As the stairs were rolled away, Hawker pulled the door shut, locked it into place, and came back to sit with her.
Pressing an intercom button on her armrest, she spoke to the pilot. “We’re ready to go.”
The pilot’s voice came over the intercom. “We’ve filed a flight plan to Hamburg. Do you want us to amend?”
“I’ll let you know once we’re airborne,” she said, and then turned her attention back to Hawker. “That’s going to be a little hard to explain on the expense report.”
“Tell them it’s a finder’s fee,” he said.
La Bruzca had been suspected of trafficking arms for years, but the extent had never been known. Loaning Hawker out to the CIA for a while gave them a chance to get a look at his operation. Danielle had read his report already, including the successful planting of a tracer in the nose cone of one missile. Wherever La Bruzca took his wares they should be able to follow. And if he sold them, the tracer that Hawker planted would lead the CIA right to the end user. She guessed that ought to be worth a car or two.
As the engines spooled up outside the cabin, Hawker’s eyes tightened on her.
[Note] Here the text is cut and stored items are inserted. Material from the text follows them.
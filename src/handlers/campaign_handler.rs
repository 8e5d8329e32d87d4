//! Campaign handlers
//!
//! Admin-side campaign creation and updates. A campaign's payout amount
//! becomes immutable once any payment was issued against it, since issued
//! payments were calculated from that figure.

use rust_decimal::Decimal;
use sqlx::PgPool;
use uuid::Uuid;

use crate::domain::{Amount, Campaign, CampaignRow, CampaignStatus, Principal};
use crate::error::AppError;

use super::{CreateCampaignCommand, UpdateCampaignCommand};

/// Handler for campaign creation
pub struct CreateCampaignHandler {
    pool: PgPool,
}

impl CreateCampaignHandler {
    pub fn new(pool: PgPool) -> Self {
        Self { pool }
    }

    /// Execute the create command
    pub async fn execute(
        &self,
        command: CreateCampaignCommand,
        principal: &Principal,
    ) -> Result<Campaign, AppError> {
        if !principal.is_admin() {
            return Err(AppError::PermissionDenied(
                "only administrators can create campaigns".to_string(),
            ));
        }

        if command.brand.trim().is_empty() || command.name.trim().is_empty() {
            return Err(AppError::InvalidRequest(
                "brand and name must not be empty".to_string(),
            ));
        }

        let budget: Amount = command
            .budget_per_creator
            .parse()
            .map_err(crate::domain::DomainError::from)?;

        let row: CampaignRow = sqlx::query_as(
            r#"
            INSERT INTO campaigns (brand, name, budget_per_creator, status)
            VALUES ($1, $2, $3, 'active')
            RETURNING id, brand, name, budget_per_creator, status, created_at, updated_at
            "#,
        )
        .bind(command.brand.trim())
        .bind(command.name.trim())
        .bind(budget.value())
        .fetch_one(&self.pool)
        .await?;

        let campaign = Campaign::try_from_row(row)?;

        tracing::info!(
            campaign_id = %campaign.id,
            brand = %campaign.brand,
            budget_per_creator = %campaign.budget_per_creator,
            "Campaign created"
        );

        Ok(campaign)
    }
}

/// Handler for campaign updates
pub struct UpdateCampaignHandler {
    pool: PgPool,
}

impl UpdateCampaignHandler {
    pub fn new(pool: PgPool) -> Self {
        Self { pool }
    }

    /// Execute the update command
    pub async fn execute(
        &self,
        campaign_id: Uuid,
        command: UpdateCampaignCommand,
        principal: &Principal,
    ) -> Result<Campaign, AppError> {
        if !principal.is_admin() {
            return Err(AppError::PermissionDenied(
                "only administrators can update campaigns".to_string(),
            ));
        }

        if command.is_empty() {
            return Err(AppError::InvalidRequest(
                "no fields to update".to_string(),
            ));
        }

        let budget: Option<Decimal> = command
            .budget_per_creator
            .as_deref()
            .map(str::parse::<Amount>)
            .transpose()
            .map_err(crate::domain::DomainError::from)?
            .map(|amount| amount.value());

        let status: Option<&'static str> = command
            .status
            .as_deref()
            .map(str::parse::<CampaignStatus>)
            .transpose()
            .map_err(|_| AppError::InvalidRequest(
                "status must be 'active' or 'closed'".to_string(),
            ))?
            .map(|s| s.as_str());

        let mut tx = self.pool.begin().await?;

        // Lock the campaign row for the duration of the update. Payout
        // issuance reads the budget FOR SHARE inside its own transaction, so
        // a budget change and an in-flight payout serialize instead of
        // interleaving around the reference check below.
        let locked: Option<Uuid> =
            sqlx::query_scalar("SELECT id FROM campaigns WHERE id = $1 FOR UPDATE")
                .bind(campaign_id)
                .fetch_optional(&mut *tx)
                .await?;

        if locked.is_none() {
            return Err(AppError::CampaignNotFound(campaign_id.to_string()));
        }

        // budget_per_creator is the authoritative amount behind every payment
        // issued for this campaign's submissions; once one exists the figure
        // is frozen.
        if budget.is_some() {
            let referenced: bool = sqlx::query_scalar(
                r#"
                SELECT EXISTS (
                    SELECT 1
                    FROM payments p
                    JOIN submissions s ON p.submission_id = s.id
                    WHERE s.campaign_id = $1
                )
                "#,
            )
            .bind(campaign_id)
            .fetch_one(&mut *tx)
            .await?;

            if referenced {
                return Err(AppError::InvalidState(
                    "campaign budget is referenced by issued payments and cannot change"
                        .to_string(),
                ));
            }
        }

        let row: CampaignRow = sqlx::query_as(
            r#"
            UPDATE campaigns
            SET brand = COALESCE($2, brand),
                name = COALESCE($3, name),
                budget_per_creator = COALESCE($4, budget_per_creator),
                status = COALESCE($5, status),
                updated_at = NOW()
            WHERE id = $1
            RETURNING id, brand, name, budget_per_creator, status, created_at, updated_at
            "#,
        )
        .bind(campaign_id)
        .bind(command.brand.as_deref().map(str::trim))
        .bind(command.name.as_deref().map(str::trim))
        .bind(budget)
        .bind(status)
        .fetch_one(&mut *tx)
        .await?;

        tx.commit().await?;

        Ok(Campaign::try_from_row(row)?)
    }
}
//! Text run node - a contiguous span of text

use crate::{Node, NodeId, NodeType};
use serde::{Deserialize, Serialize};

/// A text run
#[derive(Debug, Clone, Serialize, Deserialize)]
pub struct Run {
    pub(crate) id: NodeId,
    pub(crate) parent: Option<NodeId>,
    /// The text content of this run
    pub text: String,
}

impl Run {
    /// Create a new run with text content
    pub fn new(text: impl Into<String>) -> Self {
        Self {
            id: NodeId::new(),
            parent: None,
            text: text.into(),
        }
    }

    /// Get the length of the text in this run (in UTF-8 bytes)
    pub fn len(&self) -> usize {
        self.text.len()
    }

    /// Check if this run is empty
    pub fn is_empty(&self) -> bool {
        self.text.is_empty()
    }
}

impl Node for Run {
    fn id(&self) -> NodeId {
        self.id
    }

    fn node_type(&self) -> NodeType {
        NodeType::Run
    }

    fn children(&self) -> &[NodeId] {
        // Runs have no children
        &[]
    }

    fn parent(&self) -> Option<NodeId> {
        self.parent
    }

    fn set_parent(&mut self, parent: Option<NodeId>) {
        self.parent = parent;
    }

    fn can_have_children(&self) -> bool {
        false
    }

    fn text_content(&self) -> Option<&str> {
        Some(&self.text)
    }
}
//! Error types for document model operations

use crate::{AttributeKey, NodeType};
use thiserror::Error;
use uuid::Uuid;

#[derive(Debug, Error)]
pub enum DocModelError {
    #[error("Node not found: {0}")]
    NodeNotFound(Uuid),

    #[error("Node {0} has no parent")]
    NotAttached(Uuid),

    #[error("A {child} node cannot be placed inside a {parent} node")]
    InvalidChild { parent: NodeType, child: NodeType },

    #[error("Index {index} is out of bounds for node {parent} with {len} children")]
    InvalidIndex { parent: Uuid, index: usize, len: usize },

    #[error("Cannot move node {0} into its own subtree")]
    CyclicMove(Uuid),

    #[error("Attribute {key} is not supported on {node_type} nodes")]
    UnsupportedAttribute { key: AttributeKey, node_type: NodeType },

    #[error("Invalid value {value} for attribute {key}")]
    InvalidAttributeValue { key: AttributeKey, value: String },

    #[error("Invalid column width: {0}")]
    InvalidColumnWidth(String),
}

pub type Result<T> = std::result::Result<T, DocModelError>;
// =============================================================================
// Cleanup
// =============================================================================

/// Remove the last grid column in which no cell starts. Returns whether one
/// was removed.
pub fn remove_empty_columns(writer: &mut Writer<'_>, table: NodeId) -> Result<bool> {
    let width = column_count(writer.tree(), table);
    let mut occupied = vec![0usize; width];
    for slot in TableWalker::anchors(writer.tree(), table) {
        if let Some(count) = occupied.get_mut(slot.column) {
            *count += 1;
        }
    }

    match occupied.iter().rposition(|&count| count == 0) {
        Some(column) => {
            remove_columns(writer, table, column, 1)?;
            Ok(true)
        }
        None => Ok(false),
    }
}

/// Remove the last row element without cells. Returns whether one was removed.
pub fn remove_empty_rows(writer: &mut Writer<'_>, table: NodeId) -> Result<bool> {
    let rows = writer.tree().table_rows(table);
    let empty = rows.iter().rposition(|&row| {
        writer
            .tree()
            .get_table_row(row)
            .map_or(false, |row| row.is_empty())
    });

    match empty {
        Some(row) => {
            remove_rows(writer, table, row, 1)?;
            Ok(true)
        }
        None => Ok(false),
    }
}

/// Remove one empty column, or failing that one empty row
pub fn remove_empty_rows_columns(writer: &mut Writer<'_>, table: NodeId) -> Result<()> {
    if !remove_empty_columns(writer, table)? {
        remove_empty_rows(writer, table)?;
    }
    Ok(())
}

fn heading_rows(writer: &Writer<'_>, table: NodeId) -> usize {
    writer.tree().get_table(table).map_or(0, |t| t.heading_rows() as usize)
}

fn heading_columns(writer: &Writer<'_>, table: NodeId) -> usize {
    writer.tree().get_table(table).map_or(0, |t| t.heading_columns() as usize)
}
Despite her efforts to turn the conversation in another direction, he asked the exact question she’d hoped he would delay.
“Were you guys able to get a line on Ranga?”
“Yes,” she told him. “But it’s more complicated than that.”
He nodded. “I figured it would be. I don’t need you to release the hounds or give me a key to the National Archives. I just want to know if there’s anything you can tell me.”
She took a breath.
Hawker’s fears for an old friend might have fallen on deaf ears, except for a few simple facts. To begin with, Ranga Milan was considered a ticking time bomb, an A. Q. Khan in the making, only in possession of knowledge far more deadly than the simple skills required to build an atomic bomb.
Genetic technology could be almost infinitely dangerous. It was telling that the SALT and START arms limitation treaties and the Geneva Convention all but banned the creation and use of biological weapons, while nations stockpiled tens of thousands of nuclear weapons and pointed them at one another.
The fact was that biological weapons were easily controllable, right up until the moment they were used. After that, all bets were off.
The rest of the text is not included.